Olearia fluvialis

Scientific classification
- Kingdom: Plantae
- Clade: Tracheophytes
- Clade: Angiosperms
- Clade: Eudicots
- Clade: Asterids
- Order: Asterales
- Family: Asteraceae
- Genus: Olearia
- Species: O. fluvialis
- Binomial name: Olearia fluvialis Lander

= Olearia fluvialis =

- Genus: Olearia
- Species: fluvialis
- Authority: Lander

Species of shrub

Olearia fluvialis is a species of flowering plant in the family Asteraceae and is endemic to inland areas of northern Western Australia.
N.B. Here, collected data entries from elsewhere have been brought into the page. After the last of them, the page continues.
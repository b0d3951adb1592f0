//! Extension and MIME lookups for the image types the proxy understands.

/// MIME type reported for extensions missing from the table.
pub const DEFAULT_MIME: &str = "application/octet-stream";

// First entry per MIME type is its canonical extension.
const MEDIA_TYPES: &[(&str, &str)] = &[
    ("jpg", "image/jpeg"),
    ("jpeg", "image/jpeg"),
    ("jpe", "image/jpeg"),
    ("png", "image/png"),
    ("gif", "image/gif"),
    ("webp", "image/webp"),
    ("bmp", "image/bmp"),
    ("tif", "image/tiff"),
    ("tiff", "image/tiff"),
    ("ico", "image/x-icon"),
    ("avif", "image/avif"),
    ("svg", "image/svg+xml"),
];

/// MIME type for `extension` (case-insensitive, optional leading dot).
#[must_use]
pub fn mime_for_extension(extension: &str) -> Option<&'static str> {
    let extension = extension.trim_start_matches('.');
    MEDIA_TYPES
        .iter()
        .find(|(candidate, _)| candidate.eq_ignore_ascii_case(extension))
        .map(|(_, mime)| *mime)
}

/// Canonical extension for `mime`.
#[must_use]
pub fn extension_for_mime(mime: &str) -> Option<&'static str> {
    MEDIA_TYPES
        .iter()
        .find(|(_, candidate)| candidate.eq_ignore_ascii_case(mime))
        .map(|(extension, _)| *extension)
}

/// Strip parameters from a `Content-Type` value and lowercase the essence.
#[must_use]
pub fn essence(content_type: &str) -> String {
    content_type
        .split(';')
        .next()
        .unwrap_or_default()
        .trim()
        .to_ascii_lowercase()
}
It is a shrub with scattered, narrowly egg-shaped leaves, and white or mauve and yellow, daisy-like inflorescences.

==Description==
Olearia fluvialis is a shrub that typically grows to a height of up to 0.6 m. Its stems and leaves are covered with minute glandular hairs. The leaves are arranged alternately along the branchlets, narrowly egg-shaped, 2–9 mm long and 1–2 mm wide. The heads or daisy-like "flowers" are arranged singly on the ends of branchlets and are 8.8–12.5 mm in diameter on a peduncle up to 76 mm long. Each head has twelve to fourteen white or mauve ray florets, the ligule 3.8–4.5 mm long, surrounding about twelve yellow disc florets. Flowering occurs in April or May and the fruit is a pale brown, silky-hairy achene, the pappus with 16 to 25 long bristles and a smaller number of much shorter ones.

==Taxonomy==
Olearia fluvialis was first formally described in 1990 by Nicholas Sèan Lander in the journal Nuytsia from specimens collected near the "Fortesque River [by] W. Cussock" (possibly Fortescue River by William Henry Cusack) in 1895. The specific epithet (fluvialis) refers to the riverine habitat preference of this species.

==Distribution and habitat==
Olearia fluvialis grows in stony creek beds in the Murchison and Pilbara biogeographic regions of northern Western Australia.

==Conservation status==
This daisy bush is listed as "not threatened" by the Department of Biodiversity, Conservation and Attractions.